Kilkadziesiąt metrów przejechał wczoraj tyłem osobowy fiat bez kierowcy zanim uderzył w zaparkowanego peugeota. Do zdarzenia doszło na parkingu przy ul. Broniewskiego w Bielsku-Białej. Pojazd zatrzymał się dopiero na skrzynce telekomunikacyjnej Straży Miejskiej.

Do zdarzenia doszło około godz. 15.20. Kierujący fiatem zostawił samochód na parkingu przy ul. Broniewskiego, w pobliżu trawnika oddzielającego targowisko miejskie od parkingu.
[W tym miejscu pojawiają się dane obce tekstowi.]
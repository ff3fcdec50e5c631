//! # Fixed-Width Base Container
//!
//! `VectorBody` owns the two buffers behind every typed vector — the
//! validity bitmap and the value buffer — together with the logical value
//! count and the allocation sizing state. All lifecycle behavior lives
//! here: allocation, doubling growth, clear, transfer, split-and-transfer,
//! and the typed read/write paths the façades delegate to.
//!
//! ## Invariants
//!
//! - both buffers are present, or both absent (a cleared vector)
//! - `value_count <= value_capacity()`
//! - validity bits past `value_count` are zeroed by `set_value_count`
//! - element width comes from the field's minor type; width 1 bit selects
//!   the bit-packed value layout in every size computation
//!
//! ## Growth
//!
//! `handle_safe` doubles both buffers until the requested index fits,
//! failing with `OversizedAllocation` past the hard cap. A failed
//! reallocation releases any partial replacement and leaves the vector in
//! its prior state.

use eyre::Result;
use log::debug;
use smallvec::SmallVec;

use crate::bitmap;
use crate::config::{INITIAL_VALUE_ALLOCATION, MAX_ALLOCATION_BYTES};
use crate::error::VectorError;
use crate::memory::{BufferAllocator, ByteBuffer};
use crate::types::Field;
use crate::vector::native::Native;

pub(crate) struct VectorBody {
    field: Field,
    allocator: BufferAllocator,
    validity: Option<ByteBuffer>,
    values: Option<ByteBuffer>,
    value_count: usize,
    value_alloc_bytes: usize,
    validity_alloc_bytes: usize,
}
Nieprawidłowo zabezpieczony pojazd ruszył do tyłu. Po przejechaniu kilkudziesięciu metrów uderzył w zaparkowanego peugeota, wjechał na trawnik, gdzie u zbiegu ul. PCK z ul. Broniewskiego skosił skrzynkę telekomunikacyjną Straży Miejskiej (światłowody do kamery monitoringu - przyp. red.).

Policjanci sporządzili dokumentację, właściciel fiata był trzeźwy. Zdarzenie zakończono postępowaniem mandatowym. Pracownicy pogotowia energetycznego odłączyli zasilanie od skrzynki.